Dataset entries:
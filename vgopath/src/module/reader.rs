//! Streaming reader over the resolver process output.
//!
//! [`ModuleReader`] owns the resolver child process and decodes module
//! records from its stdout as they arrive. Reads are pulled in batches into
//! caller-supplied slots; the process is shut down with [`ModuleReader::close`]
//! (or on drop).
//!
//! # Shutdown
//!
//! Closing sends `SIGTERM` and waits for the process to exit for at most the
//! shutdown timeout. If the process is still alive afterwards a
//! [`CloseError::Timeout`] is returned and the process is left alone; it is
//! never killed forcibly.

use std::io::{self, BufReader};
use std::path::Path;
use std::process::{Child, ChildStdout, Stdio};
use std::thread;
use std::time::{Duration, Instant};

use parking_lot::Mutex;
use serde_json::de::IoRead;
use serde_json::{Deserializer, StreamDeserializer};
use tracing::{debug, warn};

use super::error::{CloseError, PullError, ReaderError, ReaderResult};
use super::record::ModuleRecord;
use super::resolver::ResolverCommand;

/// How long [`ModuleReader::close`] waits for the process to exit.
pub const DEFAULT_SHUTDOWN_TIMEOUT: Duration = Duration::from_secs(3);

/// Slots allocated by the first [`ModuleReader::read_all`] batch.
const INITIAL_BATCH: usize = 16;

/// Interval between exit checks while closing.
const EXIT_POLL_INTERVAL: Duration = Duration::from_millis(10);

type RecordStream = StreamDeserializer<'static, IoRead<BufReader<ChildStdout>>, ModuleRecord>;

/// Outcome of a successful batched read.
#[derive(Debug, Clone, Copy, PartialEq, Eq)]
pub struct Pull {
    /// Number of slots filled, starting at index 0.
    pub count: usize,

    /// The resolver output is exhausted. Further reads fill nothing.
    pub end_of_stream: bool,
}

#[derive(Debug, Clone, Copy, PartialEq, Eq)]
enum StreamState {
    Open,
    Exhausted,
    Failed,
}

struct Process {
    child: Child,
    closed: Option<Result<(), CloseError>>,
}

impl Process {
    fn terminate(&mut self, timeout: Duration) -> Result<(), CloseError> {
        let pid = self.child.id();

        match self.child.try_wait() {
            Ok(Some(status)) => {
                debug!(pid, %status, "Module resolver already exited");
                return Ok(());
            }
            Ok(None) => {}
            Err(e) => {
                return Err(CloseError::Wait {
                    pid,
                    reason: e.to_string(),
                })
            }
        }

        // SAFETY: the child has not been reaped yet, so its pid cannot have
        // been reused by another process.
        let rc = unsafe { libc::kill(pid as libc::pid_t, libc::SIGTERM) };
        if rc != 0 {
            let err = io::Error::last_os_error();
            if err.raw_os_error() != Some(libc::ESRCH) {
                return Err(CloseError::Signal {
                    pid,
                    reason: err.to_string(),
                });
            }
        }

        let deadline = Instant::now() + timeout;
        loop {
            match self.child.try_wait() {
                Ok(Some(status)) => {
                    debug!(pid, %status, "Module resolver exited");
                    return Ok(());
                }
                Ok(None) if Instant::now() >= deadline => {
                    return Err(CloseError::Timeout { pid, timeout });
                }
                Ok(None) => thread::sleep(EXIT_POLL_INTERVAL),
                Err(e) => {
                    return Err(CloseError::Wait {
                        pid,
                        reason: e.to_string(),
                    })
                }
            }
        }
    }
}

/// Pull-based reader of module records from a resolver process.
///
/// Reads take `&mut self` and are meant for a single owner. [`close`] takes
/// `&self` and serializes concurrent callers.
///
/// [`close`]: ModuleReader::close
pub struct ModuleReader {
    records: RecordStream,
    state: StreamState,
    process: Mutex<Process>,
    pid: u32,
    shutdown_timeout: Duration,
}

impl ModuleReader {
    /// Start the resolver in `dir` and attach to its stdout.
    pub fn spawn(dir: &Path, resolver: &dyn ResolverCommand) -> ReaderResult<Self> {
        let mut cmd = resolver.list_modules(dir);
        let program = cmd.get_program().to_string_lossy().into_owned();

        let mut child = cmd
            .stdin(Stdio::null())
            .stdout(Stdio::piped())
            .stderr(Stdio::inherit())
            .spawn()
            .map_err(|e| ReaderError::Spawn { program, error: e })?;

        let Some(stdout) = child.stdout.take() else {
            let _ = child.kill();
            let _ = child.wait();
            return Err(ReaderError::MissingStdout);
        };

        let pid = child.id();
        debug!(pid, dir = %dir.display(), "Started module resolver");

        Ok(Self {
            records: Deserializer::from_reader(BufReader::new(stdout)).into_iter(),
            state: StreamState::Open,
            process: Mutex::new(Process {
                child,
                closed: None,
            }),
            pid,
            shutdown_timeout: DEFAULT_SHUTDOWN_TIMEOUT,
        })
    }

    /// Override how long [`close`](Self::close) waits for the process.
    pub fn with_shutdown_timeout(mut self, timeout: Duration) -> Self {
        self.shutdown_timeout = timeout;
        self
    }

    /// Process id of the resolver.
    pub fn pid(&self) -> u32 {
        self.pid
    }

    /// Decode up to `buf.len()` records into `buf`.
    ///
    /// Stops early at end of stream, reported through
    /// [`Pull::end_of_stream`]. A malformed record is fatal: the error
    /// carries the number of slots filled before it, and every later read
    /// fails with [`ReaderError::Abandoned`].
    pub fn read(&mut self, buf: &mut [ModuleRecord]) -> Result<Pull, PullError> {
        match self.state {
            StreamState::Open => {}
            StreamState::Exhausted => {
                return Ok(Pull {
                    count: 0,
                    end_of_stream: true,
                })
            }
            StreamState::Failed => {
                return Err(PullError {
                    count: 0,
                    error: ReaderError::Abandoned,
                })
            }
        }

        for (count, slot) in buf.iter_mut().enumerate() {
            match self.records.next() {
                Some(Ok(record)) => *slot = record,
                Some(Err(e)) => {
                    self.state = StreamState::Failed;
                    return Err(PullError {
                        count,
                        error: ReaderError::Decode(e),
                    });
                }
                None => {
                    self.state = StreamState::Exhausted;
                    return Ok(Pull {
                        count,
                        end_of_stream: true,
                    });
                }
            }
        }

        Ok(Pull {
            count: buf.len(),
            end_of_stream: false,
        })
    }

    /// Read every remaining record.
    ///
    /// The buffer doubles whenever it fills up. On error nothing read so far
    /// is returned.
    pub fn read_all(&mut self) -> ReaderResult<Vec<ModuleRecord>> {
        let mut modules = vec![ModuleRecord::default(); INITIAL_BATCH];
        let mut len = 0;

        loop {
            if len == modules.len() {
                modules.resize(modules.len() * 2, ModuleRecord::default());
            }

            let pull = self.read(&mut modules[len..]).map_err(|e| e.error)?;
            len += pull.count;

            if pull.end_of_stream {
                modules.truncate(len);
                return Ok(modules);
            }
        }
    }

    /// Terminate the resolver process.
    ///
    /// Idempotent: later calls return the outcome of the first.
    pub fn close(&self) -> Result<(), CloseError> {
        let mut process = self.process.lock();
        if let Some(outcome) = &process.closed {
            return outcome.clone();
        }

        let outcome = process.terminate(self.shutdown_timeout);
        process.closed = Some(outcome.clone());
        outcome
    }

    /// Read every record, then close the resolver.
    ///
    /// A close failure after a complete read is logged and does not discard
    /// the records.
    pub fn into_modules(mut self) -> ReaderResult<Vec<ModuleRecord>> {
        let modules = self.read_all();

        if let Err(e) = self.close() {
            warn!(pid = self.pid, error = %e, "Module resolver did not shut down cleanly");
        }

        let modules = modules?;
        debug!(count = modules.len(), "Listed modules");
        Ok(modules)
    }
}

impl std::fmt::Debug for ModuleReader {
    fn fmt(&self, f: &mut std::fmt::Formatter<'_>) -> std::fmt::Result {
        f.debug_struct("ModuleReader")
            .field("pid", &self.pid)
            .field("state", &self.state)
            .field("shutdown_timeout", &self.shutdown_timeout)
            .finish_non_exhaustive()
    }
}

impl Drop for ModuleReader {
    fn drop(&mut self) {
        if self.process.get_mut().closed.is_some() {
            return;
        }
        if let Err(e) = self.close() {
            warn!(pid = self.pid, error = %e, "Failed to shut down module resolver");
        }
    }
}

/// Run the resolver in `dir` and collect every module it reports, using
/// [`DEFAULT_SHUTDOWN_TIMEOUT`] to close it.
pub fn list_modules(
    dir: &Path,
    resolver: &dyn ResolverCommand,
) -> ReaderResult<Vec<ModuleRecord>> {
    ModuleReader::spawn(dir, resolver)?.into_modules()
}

*Action item*.
For this exercise, gather every line of the data that contains the word "later".

*Response area*.
    /// carries the number of slots filled before it, and every later read
    /// Idempotent: later calls return the outcome of the first.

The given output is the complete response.